- **Task to complete**: Show each line of the data below that has the string "Option" in it.

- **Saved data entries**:
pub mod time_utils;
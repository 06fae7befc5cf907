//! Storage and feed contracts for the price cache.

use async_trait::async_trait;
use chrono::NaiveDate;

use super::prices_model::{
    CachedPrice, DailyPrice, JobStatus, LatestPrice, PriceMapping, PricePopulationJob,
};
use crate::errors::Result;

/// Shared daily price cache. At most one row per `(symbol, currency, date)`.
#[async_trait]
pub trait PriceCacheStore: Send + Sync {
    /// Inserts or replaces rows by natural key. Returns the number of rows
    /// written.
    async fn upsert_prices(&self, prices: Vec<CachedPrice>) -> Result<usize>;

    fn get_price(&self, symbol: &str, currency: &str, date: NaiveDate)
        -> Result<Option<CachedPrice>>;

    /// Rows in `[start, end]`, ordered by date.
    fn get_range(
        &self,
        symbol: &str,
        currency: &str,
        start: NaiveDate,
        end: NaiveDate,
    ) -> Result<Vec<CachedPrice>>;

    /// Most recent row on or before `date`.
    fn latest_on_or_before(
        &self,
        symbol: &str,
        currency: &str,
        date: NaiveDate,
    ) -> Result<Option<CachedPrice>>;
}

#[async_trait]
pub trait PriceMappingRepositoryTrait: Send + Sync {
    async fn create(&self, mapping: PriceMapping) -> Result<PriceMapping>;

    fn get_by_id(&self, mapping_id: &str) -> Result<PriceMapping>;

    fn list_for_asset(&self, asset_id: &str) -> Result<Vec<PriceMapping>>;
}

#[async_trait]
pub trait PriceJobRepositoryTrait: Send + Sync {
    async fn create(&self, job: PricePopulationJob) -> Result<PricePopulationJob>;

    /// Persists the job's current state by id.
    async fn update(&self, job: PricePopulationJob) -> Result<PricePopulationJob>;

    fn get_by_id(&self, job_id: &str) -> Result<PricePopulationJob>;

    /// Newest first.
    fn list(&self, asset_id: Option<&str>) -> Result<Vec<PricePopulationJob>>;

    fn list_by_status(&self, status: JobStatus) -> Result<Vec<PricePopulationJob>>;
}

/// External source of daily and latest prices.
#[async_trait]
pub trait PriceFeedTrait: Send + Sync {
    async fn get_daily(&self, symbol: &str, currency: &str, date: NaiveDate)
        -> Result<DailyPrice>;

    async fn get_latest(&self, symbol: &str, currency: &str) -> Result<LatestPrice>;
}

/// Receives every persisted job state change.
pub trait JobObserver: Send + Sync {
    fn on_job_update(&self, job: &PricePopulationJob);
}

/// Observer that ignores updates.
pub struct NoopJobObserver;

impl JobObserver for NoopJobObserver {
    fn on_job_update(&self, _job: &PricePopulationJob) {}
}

- **Result of the exercise**:
        -> Result<Option<CachedPrice>>;
    ) -> Result<Option<CachedPrice>>;
    fn list(&self, asset_id: Option<&str>) -> Result<Vec<PricePopulationJob>>;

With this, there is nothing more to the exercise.